> _AIM OF THE TASK_:
Write out exactly what each line says, starting with the first line below and ending on the one with "assert_eq!(res.day_count, 2);".

Stored data:
......

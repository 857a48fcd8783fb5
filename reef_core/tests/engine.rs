use reef_core::{
    ChemicalParameter, DoseError, DoseRequest, DoseStatus, DosingEngine, MeasurementUnit,
    ParameterSpec, ProductChoice, ReferenceTable, SafetyPolicy, VolumeUnit, Warning,
};
use rstest::rstest;

fn custom(potency: f64) -> ProductChoice {
    ProductChoice::Custom(reef_core::Potency::per_liter(potency).unwrap())
}

#[test]
fn alkalinity_split_over_two_days() {
    // 7.0 -> 8.5 dKH in 100 L with 1.4 dKH per mL per liter; daily limit 1.4 dKH.
    let engine = DosingEngine::default();
    let req = DoseRequest::builder()
        .with_parameter(ChemicalParameter::Alkalinity)
        .with_current(7.0)
        .with_target(8.5)
        .with_volume(100.0, VolumeUnit::Liters)
        .with_product(custom(1.4))
        .build()
        .unwrap();

    let res = engine.calculate(&req).unwrap();
    assert_eq!(res.status, DoseStatus::CorrectionNeeded);
    assert!((res.gap - 1.5).abs() < 1e-12);
    assert!((res.total_volume_ml - 107.142_857).abs() < 1e-3);
    assert_eq!(res.day_count, 2);
    assert!((res.daily_volume_ml - 53.571_428).abs() < 1e-3);
    assert!(
        res.warnings
            .iter()
            .any(|w| matches!(w, Warning::SpreadOverDays { days: 2, .. }))
    );
    assert_eq!(res.product, None);
}

#[test]
fn alkalinity_in_ppm_already_above_target_is_optimal() {
    let engine = DosingEngine::default();
    let req = DoseRequest::builder()
        .with_parameter(ChemicalParameter::Alkalinity)
        .with_current_in(160.0, MeasurementUnit::Ppm)
        .with_target_in(152.0, MeasurementUnit::Ppm)
        .with_volume(75.0, VolumeUnit::Gallons)
        .with_product(ProductChoice::catalog("Two-Part Alkalinity"))
        .build()
        .unwrap();

    let res = engine.calculate(&req).unwrap();
    assert_eq!(res.status, DoseStatus::Optimal);
    assert_eq!(res.total_volume_ml, 0.0);
    assert_eq!(res.day_count, 0);
    assert_eq!(res.daily_volume_ml, 0.0);
    assert!(res.gap < 0.0);
}

#[test]
fn critical_calcium_refuses_dose() {
    let engine = DosingEngine::default();
    let req = DoseRequest::builder()
        .with_parameter(ChemicalParameter::Calcium)
        .with_current(300.0)
        .with_target(430.0)
        .with_volume(200.0, VolumeUnit::Liters)
        .with_product(ProductChoice::catalog("Two-Part Calcium"))
        .build()
        .unwrap();

    let res = engine.calculate(&req).unwrap();
    assert_eq!(res.status, DoseStatus::OutOfSafeRange);
    assert!(res.is_refused());
    assert_eq!(res.total_volume_ml, 0.0);
    assert_eq!(res.day_count, 0);
    assert!(matches!(
        res.warnings.as_slice(),
        [Warning::CriticalReading { low, .. }] if *low == 350.0
    ));
}

#[test]
fn high_ph_widens_alkalinity_schedule() {
    let engine = DosingEngine::default();
    let base = DoseRequest::builder()
        .with_parameter(ChemicalParameter::Alkalinity)
        .with_current(7.0)
        .with_target(8.5)
        .with_volume(100.0, VolumeUnit::Liters)
        .with_product(custom(1.4));

    let plain = engine.calculate(&base.clone().build().unwrap()).unwrap();
    let req = base.with_ph(8.5).build().unwrap();
    let res = engine.calculate(&req).unwrap();

    assert_eq!(res.status, DoseStatus::CorrectionNeeded);
    assert!(
        res.warnings
            .iter()
            .any(|w| matches!(w, Warning::HighPhCaution { .. }))
    );
    let widened = ((plain.day_count as f64) * 1.5).ceil() as u32;
    assert!(res.day_count >= widened, "{} < {}", res.day_count, widened);
    assert_eq!(res.day_count, 3);
    assert!((res.total_volume_ml - plain.total_volume_ml).abs() < 1e-12);
}

#[test]
fn ph_at_abort_limit_refuses_alkalinity() {
    let engine = DosingEngine::default();
    let req = DoseRequest::builder()
        .with_parameter(ChemicalParameter::Alkalinity)
        .with_current(7.0)
        .with_target(8.5)
        .with_volume(100.0, VolumeUnit::Liters)
        .with_product(custom(1.4))
        .with_ph(8.6)
        .build()
        .unwrap();

    let res = engine.calculate(&req).unwrap();
    assert_eq!(res.status, DoseStatus::OutOfSafeRange);
    assert!(matches!(res.warnings.as_slice(), [Warning::PhAbort { .. }]));
}

#[test]
fn high_ph_does_not_affect_calcium() {
    let engine = DosingEngine::default();
    let req = DoseRequest::builder()
        .with_parameter(ChemicalParameter::Calcium)
        .with_current(415.0)
        .with_target(430.0)
        .with_volume(100.0, VolumeUnit::Liters)
        .with_product(ProductChoice::catalog("Two-Part Calcium"))
        .with_ph(8.7)
        .build()
        .unwrap();

    let res = engine.calculate(&req).unwrap();
    assert_eq!(res.status, DoseStatus::CorrectionNeeded);
    assert_eq!(res.day_count, 1);
    assert!(res.warnings.is_empty(), "{:?}", res.warning_messages());
}

#[test]
fn unknown_catalog_product_is_configuration_error() {
    let engine = DosingEngine::default();
    let req = DoseRequest::builder()
        .with_parameter(ChemicalParameter::Magnesium)
        .with_current(1250.0)
        .with_target(1350.0)
        .with_volume(100.0, VolumeUnit::Liters)
        .with_product(ProductChoice::catalog("Mystery Mag"))
        .build()
        .unwrap();

    let err = engine.calculate(&req).expect_err("lookup miss must not default");
    assert!(matches!(err, DoseError::Configuration(_)), "{err:?}");
    assert_eq!(err.kind(), "ConfigurationError");
}

#[test]
fn unknown_parameter_in_table_is_configuration_error() {
    let table = ReferenceTable::empty(SafetyPolicy::default())
        .with_parameter(
            ChemicalParameter::Calcium,
            ParameterSpec::new(430.0, (400.0, 450.0), (350.0, 550.0), 20.0),
        )
        .unwrap();
    let engine = DosingEngine::new(table);
    let req = DoseRequest::builder()
        .with_parameter(ChemicalParameter::Nitrate)
        .with_current(1.0)
        .with_target(5.0)
        .with_volume(100.0, VolumeUnit::Liters)
        .with_product(custom(100.0))
        .build()
        .unwrap();

    let err = engine.calculate(&req).unwrap_err();
    assert!(matches!(err, DoseError::Configuration(ref m) if m.contains("Nitrate")));
}

#[test]
fn product_for_other_parameter_is_invalid_input() {
    let engine = DosingEngine::default();
    let req = DoseRequest::builder()
        .with_parameter(ChemicalParameter::Calcium)
        .with_current(400.0)
        .with_target(430.0)
        .with_volume(100.0, VolumeUnit::Liters)
        .with_product(ProductChoice::catalog("Two-Part Alkalinity"))
        .build()
        .unwrap();

    let err = engine.calculate(&req).unwrap_err();
    assert!(matches!(err, DoseError::InvalidInput { field: "product", .. }));
}

#[test]
fn bad_product_reported_even_when_reading_is_critical() {
    let engine = DosingEngine::default();
    let req = DoseRequest::builder()
        .with_parameter(ChemicalParameter::Calcium)
        .with_current(100.0)
        .with_target(430.0)
        .with_volume(100.0, VolumeUnit::Liters)
        .with_product(ProductChoice::catalog("Nope"))
        .build()
        .unwrap();
    assert!(matches!(
        engine.calculate(&req),
        Err(DoseError::Configuration(_))
    ));
}

#[test]
fn catalog_product_gallon_basis_math() {
    // Two-Part Alkalinity: 1 mL per gallon raises 1.4 dKH.
    // 7.5 -> 8.5 dKH in 50 gal = 1.0 * 50 / 1.4 mL.
    let engine = DosingEngine::default();
    let req = DoseRequest::builder()
        .with_parameter(ChemicalParameter::Alkalinity)
        .with_current(7.5)
        .with_target(8.5)
        .with_volume(50.0, VolumeUnit::Gallons)
        .with_product(ProductChoice::catalog("two-part alkalinity"))
        .build()
        .unwrap();

    let res = engine.calculate(&req).unwrap();
    assert!((res.total_volume_ml - 50.0 / 1.4).abs() < 1e-9);
    assert_eq!(res.day_count, 1);
    assert_eq!(res.product.as_deref(), Some("Two-Part Alkalinity"));
}

#[rstest]
#[case(ChemicalParameter::Nitrate, 1.0, 5.0, true, false)]
#[case(ChemicalParameter::Nitrate, 3.0, 12.0, false, true)]
#[case(ChemicalParameter::Magnesium, 1200.0, 1350.0, true, false)]
fn advisory_warnings_do_not_change_status(
    #[case] parameter: ChemicalParameter,
    #[case] current: f64,
    #[case] target: f64,
    #[case] current_outside: bool,
    #[case] target_outside: bool,
) {
    let engine = DosingEngine::default();
    let req = DoseRequest::builder()
        .with_parameter(parameter)
        .with_current(current)
        .with_target(target)
        .with_volume(100.0, VolumeUnit::Liters)
        .with_product(custom(10.0))
        .build()
        .unwrap();

    let res = engine.calculate(&req).unwrap();
    assert_eq!(res.status, DoseStatus::CorrectionNeeded);
    assert_eq!(
        res.warnings
            .iter()
            .any(|w| matches!(w, Warning::CurrentOutsideSafeBand { .. })),
        current_outside
    );
    assert_eq!(
        res.warnings
            .iter()
            .any(|w| matches!(w, Warning::TargetOutsideSafeBand { .. })),
        target_outside
    );
}

#[test]
fn target_beyond_critical_band_gets_its_own_warning() {
    let engine = DosingEngine::default();
    let req = DoseRequest::builder()
        .with_parameter(ChemicalParameter::Calcium)
        .with_current(420.0)
        .with_target(2000.0)
        .with_volume(100.0, VolumeUnit::Liters)
        .with_product(custom(10.0))
        .build()
        .unwrap();

    let res = engine.calculate(&req).unwrap();
    assert_eq!(res.status, DoseStatus::CorrectionNeeded);
    assert!(res.total_volume_ml > 0.0);
    let codes: Vec<_> = res.warnings.iter().map(Warning::code).collect();
    assert!(codes.contains(&"target_outside_critical_band"), "{codes:?}");
    assert!(!codes.contains(&"target_outside_safe_band"), "{codes:?}");
    assert!(
        res.warning_messages()
            .iter()
            .any(|m| m.contains("outside the critical range"))
    );
}

#[test]
fn warning_messages_render() {
    let engine = DosingEngine::default();
    let req = DoseRequest::builder()
        .with_parameter(ChemicalParameter::Alkalinity)
        .with_current(7.0)
        .with_target(8.5)
        .with_volume(100.0, VolumeUnit::Liters)
        .with_product(custom(1.4))
        .with_ph(8.4)
        .build()
        .unwrap();

    let msgs = engine.calculate(&req).unwrap().warning_messages();
    assert!(msgs.iter().any(|m| m.contains("pH 8.40")), "{msgs:?}");
    assert!(msgs.iter().any(|m| m.contains("over 3 days")), "{msgs:?}");
}

#[test]
fn overflowing_dose_is_invalid_input() {
    let engine = DosingEngine::default();
    let req = DoseRequest::builder()
        .with_parameter(ChemicalParameter::Nitrate)
        .with_current(1.0)
        .with_target(5.0)
        .with_volume(1e308, VolumeUnit::Gallons)
        .with_product(custom(1e-300))
        .build()
        .unwrap();
    assert!(matches!(
        engine.calculate(&req),
        Err(DoseError::InvalidInput { field: "tank_volume", .. })
    ));
}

......

> _COMPLETED TASK_:
repository 857a48fcd8783fb5
filename reef_core/tests/engine.rs
use reef_core::{
    ChemicalParameter, DoseError, DoseRequest, DoseStatus, DosingEngine, MeasurementUnit,
    ParameterSpec, ProductChoice, ReferenceTable, SafetyPolicy, VolumeUnit, Warning,
};
use rstest::rstest;

fn custom(potency: f64) -> ProductChoice {
    ProductChoice::Custom(reef_core::Potency::per_liter(potency).unwrap())
}

#[test]
fn alkalinity_split_over_two_days() {
    // 7.0 -> 8.5 dKH in 100 L with 1.4 dKH per mL per liter; daily limit 1.4 dKH.
    let engine = DosingEngine::default();
    let req = DoseRequest::builder()
        .with_parameter(ChemicalParameter::Alkalinity)
        .with_current(7.0)
        .with_target(8.5)
        .with_volume(100.0, VolumeUnit::Liters)
        .with_product(custom(1.4))
        .build()
        .unwrap();

    let res = engine.calculate(&req).unwrap();
    assert_eq!(res.status, DoseStatus::CorrectionNeeded);
    assert!((res.gap - 1.5).abs() < 1e-12);
    assert!((res.total_volume_ml - 107.142_857).abs() < 1e-3);
    assert_eq!(res.day_count, 2);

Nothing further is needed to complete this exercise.